• _WHAT YOU HAVE TO DO_
Please print the data shown below without any alteration.

(Collected data entries)
══════════
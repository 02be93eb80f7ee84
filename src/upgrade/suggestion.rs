//! Remote version suggestion service

#[cfg(test)]
use mockall::automock;

use reqwest::Url;
use serde::Deserialize;
use tracing::{debug, warn};

use crate::config::USER_AGENT;
use crate::error::SuggestionError;

/// Code the service returns when it knows a version for the package
pub const MATCH_FOUND: &str = "match-found";

/// Outcome code attached to a suggestion
#[derive(Debug, Clone, PartialEq, Eq, Deserialize)]
#[serde(from = "String")]
pub enum SuggestionCode {
    MatchFound,
    /// Any other code, kept verbatim
    Other(String),
}

impl From<String> for SuggestionCode {
    fn from(code: String) -> Self {
        if code == MATCH_FOUND {
            Self::MatchFound
        } else {
            Self::Other(code)
        }
    }
}

/// One suggestion returned by the service
#[derive(Debug, Clone, PartialEq, Eq, Deserialize)]
pub struct SuggestionRecord {
    pub package: String,
    /// Absent or null when the service has no match for the package
    #[serde(default)]
    pub version: Option<String>,
    pub code: SuggestionCode,
}

/// The service answers a single-package query with a bare object
#[derive(Debug, Deserialize)]
#[serde(untagged)]
enum SuggestionResponse {
    Many(Vec<SuggestionRecord>),
    One(SuggestionRecord),
}

/// Normalize a response body into a list of records
///
/// A bare object is only accepted when exactly one package was queried.
pub fn parse_suggestions(
    body: &str,
    queried: usize,
) -> Result<Vec<SuggestionRecord>, SuggestionError> {
    let response: SuggestionResponse = serde_json::from_str(body).map_err(|e| {
        warn!("Failed to parse suggestion response: {}", e);
        SuggestionError::InvalidResponse(e.to_string())
    })?;

    match response {
        SuggestionResponse::Many(records) => Ok(records),
        SuggestionResponse::One(record) if queried == 1 => Ok(vec![record]),
        SuggestionResponse::One(_) => Err(SuggestionError::InvalidResponse(format!(
            "single object returned for {} packages",
            queried
        ))),
    }
}

/// Trait for querying version suggestions
#[cfg_attr(test, automock)]
#[async_trait::async_trait]
pub trait SuggestionService: Send + Sync {
    /// Ask which versions of `packages` are suitable for `host_version`
    ///
    /// # Returns
    /// * `Ok(Vec<SuggestionRecord>)` - Records in the order the service returned them
    /// * `Err(SuggestionError)` - On any transport, status or format failure
    async fn suggest(
        &self,
        host_version: &str,
        packages: &[String],
    ) -> Result<Vec<SuggestionRecord>, SuggestionError>;
}

/// HTTP client for the suggestion endpoint
///
/// Sends one `GET <endpoint>?version=<host>&package=<name>...` per check.
pub struct HttpSuggestionClient {
    client: reqwest::Client,
    endpoint: String,
}

impl HttpSuggestionClient {
    pub fn new(endpoint: &str) -> Result<Self, SuggestionError> {
        let client = reqwest::Client::builder()
            .user_agent(USER_AGENT)
            .build()?;

        Ok(Self {
            client,
            endpoint: endpoint.to_string(),
        })
    }

    /// Build the query URL with the host version and one `package` pair per name
    pub fn query_url(
        &self,
        host_version: &str,
        packages: &[String],
    ) -> Result<Url, SuggestionError> {
        let params = std::iter::once(("version", host_version))
            .chain(packages.iter().map(|name| ("package", name.as_str())));

        Url::parse_with_params(&self.endpoint, params).map_err(|e| {
            SuggestionError::InvalidEndpoint {
                url: self.endpoint.clone(),
                reason: e.to_string(),
            }
        })
    }
}

#[async_trait::async_trait]
impl SuggestionService for HttpSuggestionClient {
    async fn suggest(
        &self,
        host_version: &str,
        packages: &[String],
    ) -> Result<Vec<SuggestionRecord>, SuggestionError> {
        let url = self.query_url(host_version, packages)?;
        debug!("Querying suggestions for {} packages", packages.len());

        let response = self.client.get(url.clone()).send().await?;

        let status = response.status();
        if !status.is_success() {
            warn!("Suggestion service returned status {}: {}", status, url);
            return Err(SuggestionError::Status(status));
        }

        let body = response.text().await?;
        parse_suggestions(&body, packages.len())
    }
}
══════════
• _ANSWER TO THE EXERCISE_
repository 02be93eb80f7ee84
filename src/upgrade/suggestion.rs
//! Remote version suggestion service

#[cfg(test)]
use mockall::automock;

use reqwest::Url;
use serde::Deserialize;
use tracing::{debug, warn};

use crate::config::USER_AGENT;
use crate::error::SuggestionError;

/// Code the service returns when it knows a version for the package
pub const MATCH_FOUND: &str = "match-found";

/// Outcome code attached to a suggestion
#[derive(Debug, Clone, PartialEq, Eq, Deserialize)]
#[serde(from = "String")]
pub enum SuggestionCode {
    MatchFound,
    /// Any other code, kept verbatim
    Other(String),
}

impl From<String> for SuggestionCode {
    fn from(code: String) -> Self {
        if code == MATCH_FOUND {
            Self::MatchFound
        } else {
            Self::Other(code)
        }
    }
}

/// One suggestion returned by the service
#[derive(Debug, Clone, PartialEq, Eq, Deserialize)]
pub struct SuggestionRecord {
    pub package: String,
    /// Absent or null when the service has no match for the package
    #[serde(default)]
    pub version: Option<String>,
    pub code: SuggestionCode,
}

/// The service answers a single-package query with a bare object
#[derive(Debug, Deserialize)]
#[serde(untagged)]
enum SuggestionResponse {
    Many(Vec<SuggestionRecord>),
    One(SuggestionRecord),
}

/// Normalize a response body into a list of records
///
/// A bare object is only accepted when exactly one package was queried.
pub fn parse_suggestions(
    body: &str,
    queried: usize,
) -> Result<Vec<SuggestionRecord>, SuggestionError> {
    let response: SuggestionResponse = serde_json::from_str(body).map_err(|e| {
        warn!("Failed to parse suggestion response: {}", e);
        SuggestionError::InvalidResponse(e.to_string())
    })?;

    match response {
        SuggestionResponse::Many(records) => Ok(records),
        SuggestionResponse::One(record) if queried == 1 => Ok(vec![record]),
        SuggestionResponse::One(_) => Err(SuggestionError::InvalidResponse(format!(
            "single object returned for {} packages",
            queried
        ))),
    }
}

/// Trait for querying version suggestions
#[cfg_attr(test, automock)]
#[async_trait::async_trait]
pub trait SuggestionService: Send + Sync {
    /// Ask which versions of `packages` are suitable for `host_version`
    ///
    /// # Returns
    /// * `Ok(Vec<SuggestionRecord>)` - Records in the order the service returned them
    /// * `Err(SuggestionError)` - On any transport, status or format failure
    async fn suggest(
        &self,
        host_version: &str,
        packages: &[String],
    ) -> Result<Vec<SuggestionRecord>, SuggestionError>;
}

/// HTTP client for the suggestion endpoint
///
/// Sends one `GET <endpoint>?version=<host>&package=<name>...` per check.
pub struct HttpSuggestionClient {
    client: reqwest::Client,
    endpoint: String,
}

impl HttpSuggestionClient {
    pub fn new(endpoint: &str) -> Result<Self, SuggestionError> {
        let client = reqwest::Client::builder()
            .user_agent(USER_AGENT)
            .build()?;

        Ok(Self {
            client,
            endpoint: endpoint.to_string(),
        })
    }

    /// Build the query URL with the host version and one `package` pair per name
    pub fn query_url(
        &self,
        host_version: &str,
        packages: &[String],
    ) -> Result<Url, SuggestionError> {
        let params = std::iter::once(("version", host_version))
            .chain(packages.iter().map(|name| ("package", name.as_str())));

        Url::parse_with_params(&self.endpoint, params).map_err(|e| {
            SuggestionError::InvalidEndpoint {
                url: self.endpoint.clone(),
                reason: e.to_string(),
            }
        })
    }
}

#[async_trait::async_trait]
impl SuggestionService for HttpSuggestionClient {
    async fn suggest(
        &self,
        host_version: &str,
        packages: &[String],
    ) -> Result<Vec<SuggestionRecord>, SuggestionError> {
        let url = self.query_url(host_version, packages)?;
        debug!("Querying suggestions for {} packages", packages.len());

        let response = self.client.get(url.clone()).send().await?;

        let status = response.status();
        if !status.is_success() {
            warn!("Suggestion service returned status {}: {}", status, url);
            return Err(SuggestionError::Status(status));
        }

        let body = response.text().await?;
        parse_suggestions(&body, packages.len())
    }
}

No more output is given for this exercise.